Does join scan the entire input to know the exact size and allocate that at the start? Doesn't it do the usual thing for resizing and that is to double the capacity? A generator will save a temporary list, it will however result in a lot of overhead for the generator switches. It might be beneficial if the input is really big.

pdonis · on Sept 7, 2013

Does join scan the entire input to know the exact size and allocate that at the start?

No, because that would make the algorithm quadratic again (one loop for the scan, second loop for the concatenation), and the whole point of the join idiom, as recommended by the Python documentation, is to avoid a quadratic algorithm.

thomasahle · on Sept 7, 2013

Two loops are still linear as long as they are not nested ;-)

pdonis · on Sept 7, 2013

Oops, yes, good point. :)

gamegoblin · on Sept 7, 2013

I believe that the current most efficient way of doing this is

    ''.join(map(str, range(n)))

pdonis · on Sept 7, 2013

In Python 2, itertools.imap will be faster since it doesn't realize a list. Also, if you are memory constrained, xrange doesn't realize a list either, whereas range does (but the article notes that range was slightly faster than xrange in his tests--I don't know if that's still true in Python 2, the article is 9 years old).

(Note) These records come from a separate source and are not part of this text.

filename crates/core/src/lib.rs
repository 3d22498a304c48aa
#![forbid(unsafe_code)]

pub mod model;
pub mod time;

pub use time::Clock;
//! Property tests for the pure domain rules:
//! - matching answers use set semantics
//! - history stays bounded while all-time totals keep counting
//! - achievement progress stays in range and unlocks never regress

use std::collections::BTreeSet;

use proptest::prelude::*;
use vocab_core::model::{
    Achievement, AchievementCategory, AchievementLevel, AnswerOption, HISTORY_CAPACITY,
    LOCKED_PROGRESS_CAP, ProgressCounters, Question, QuestionId, QuestionKind, SessionHistory,
    SessionId, SessionMode, SessionSummary, check_achievements,
};
use vocab_core::time::fixed_now;

const OPTION_IDS: [&str; 6] = ["a", "b", "c", "d", "e", "f"];

fn matching_question(correct: &[&str]) -> Question {
    let options = OPTION_IDS
        .iter()
        .map(|id| AnswerOption::new(*id, id.to_uppercase()))
        .collect();
    Question::new(
        QuestionId::new(1),
        "Match",
        options,
        "",
        QuestionKind::Matching {
            pairs: Vec::new(),
            correct_option_id: correct.join(","),
        },
    )
    .unwrap()
}

fn arb_correct_set() -> impl Strategy<Value = Vec<&'static str>> {
    proptest::sample::subsequence(OPTION_IDS.to_vec(), 1..=OPTION_IDS.len())
}

proptest! {
    #[test]
    fn matching_ignores_submission_order(
        correct in arb_correct_set(),
        seed in any::<u64>(),
    ) {
        let question = matching_question(&correct);
        let mut shuffled = correct.clone();
        // deterministic rotation keyed by the seed
        let len = shuffled.len();
        shuffled.rotate_left(usize::try_from(seed % len as u64).unwrap());
        shuffled.reverse();
        prop_assert!(question.is_correct(&shuffled.join(",")));
    }

    #[test]
    fn matching_rejects_size_mismatch(
        correct in arb_correct_set(),
        submitted in proptest::sample::subsequence(OPTION_IDS.to_vec(), 0..=OPTION_IDS.len()),
    ) {
        let question = matching_question(&correct);
        let expected: BTreeSet<_> = correct.iter().copied().collect();
        let given: BTreeSet<_> = submitted.iter().copied().collect();
        prop_assert_eq!(question.is_correct(&submitted.join(",")), given == expected);
        if given.len() != expected.len() {
            prop_assert!(!question.is_correct(&submitted.join(",")));
        }
    }

    #[test]
    fn history_is_bounded_and_totals_are_complete(
        sessions in proptest::collection::vec((0u32..=10, 0u32..=10), 0..60),
    ) {
        let mut history = SessionHistory::new();
        let mut correct_sum = 0u64;
        let mut total_sum = 0u64;
        for (a, b) in sessions.iter().copied() {
            let (correct, total) = (a.min(b), a.max(b));
            correct_sum += u64::from(correct);
            total_sum += u64::from(total);
            let summary = SessionSummary::new(
                SessionId::generate(),
                SessionMode::Quiz,
                fixed_now(),
                correct,
                total,
                0,
                BTreeSet::new(),
                0,
            )
            .unwrap();
            history.record(summary);
            prop_assert!(history.len() <= HISTORY_CAPACITY);
        }
        prop_assert_eq!(history.all_time().correct, correct_sum);
        prop_assert_eq!(history.all_time().total, total_sum);
        prop_assert_eq!(history.all_time().sessions, sessions.len() as u64);
        prop_assert!(history.accuracy() <= 100);
    }

    #[test]
    fn achievement_progress_stays_in_range(
        requirement in 1u32..1_000,
        counters in proptest::collection::vec(0u32..2_000, 1..20),
    ) {
        let mut list = vec![Achievement::new(
            "words",
            "Words",
            AchievementCategory::Words,
            AchievementLevel::Silver,
            requirement,
        )];
        let mut unlocked_once = false;
        for words_learned in counters {
            let snapshot = ProgressCounters { words_learned, ..ProgressCounters::default() };
            let newly = check_achievements(&mut list, &snapshot, fixed_now());
            if unlocked_once {
                prop_assert!(newly.is_empty());
            }
            if list[0].is_unlocked() {
                unlocked_once = true;
                prop_assert_eq!(list[0].progress(), 100);
            } else {
                prop_assert!(list[0].progress() <= LOCKED_PROGRESS_CAP);
            }
        }
    }
}
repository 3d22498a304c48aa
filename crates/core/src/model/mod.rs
mod achievement;
mod history;
mod ids;
mod progress;
mod question;
mod score;
mod session;
mod settings;
mod snapshot;

pub use ids::{ParseIdError, QuestionId, SessionId};

pub use achievement::{
    Achievement, AchievementCategory, AchievementLevel, LOCKED_PROGRESS_CAP, PERFECT_SESSION_ID,
    check_achievements, default_achievements,
};
pub use history::{AllTimeTotals, HISTORY_CAPACITY, SessionHistory};
pub use progress::ProgressCounters;
pub use question::{AnswerOption, MatchPair, Question, QuestionError, QuestionKind, QuestionType};
pub use score::{Score, percentage};
pub use session::{SessionMode, SessionSummary, SessionSummaryError};
pub use settings::{
    MAX_AUTO_ADVANCE_MS, MAX_QUESTION_COUNT, MIN_AUTO_ADVANCE_MS, SessionSettings, SessionSettingsDraft,
    SettingsError,
};
pub use snapshot::EngineSnapshot;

In Python 3, the map builtin is basically equivalent what itertools.imap was in Python 2, so it is the best choice. (Also, the range builtin in Python 3 no longer realizes a list.)

pjscott · on Sept 8, 2013

I tried it with n=1000 and n=10000, and found that using xrange made it slightly faster, as did using itertools.imap, but the difference was pretty small.

(Here I'm using the stock Python 2.7.1 on a 2011 MacBook Pro.)

pdonis · on Sept 8, 2013

using xrange made it slightly faster

That's what I would expect, since xrange works like a generator; but the internals of its implementation in CPython back when the article ran its original tests were evidently less efficient than they are now.

the difference was pretty small

I suspect that's because the strings being concatenated are really small (the largest will only be 5 bytes for n=10000). I would expect the difference to get bigger as the individual strings get larger.

acjohnson55 · on Sept 8, 2013

How have I never heard of backtick quotes? Apparently they are an abomination [1], so I will promptly force-forget them.

[1] http://stackoverflow.com/a/7490311/807674

dbecker · on Sept 7, 2013

Doing stuff efficiently is great when there's some benefit from efficiency. But I've seen a lot of fragile code (and implementation specific hacks) created based on benchmarks, when the time savings were meaningless in practice.

mappu · on Sept 7, 2013

For comparison, PHP has mutable strings. Some totally unscientific averaged benchmarks (Atom D2700, PHP 5.4.4-14 amd64):

    $buff = '';
    for ($i = 0; $i != 100000; ++$i) {
            $buff .= $i;
    }

Runs in about 0.06s

    $buff = array();
    for ($i = 0; $i != 100000; ++$i) {
            $buff[] = $i;
    }
    $ret = implode('', $buff);

Runs slower, in about 0.10s

    $ret = implode('', range(0, 100000));

Takes roughly the same time, 0.10s

Sami_Lehtinen · on Sept 8, 2013

How about using Python 3.3.2?

I did many kind of performance tests when implementing my PyClockPro caching lib, even if I don't use strings in it.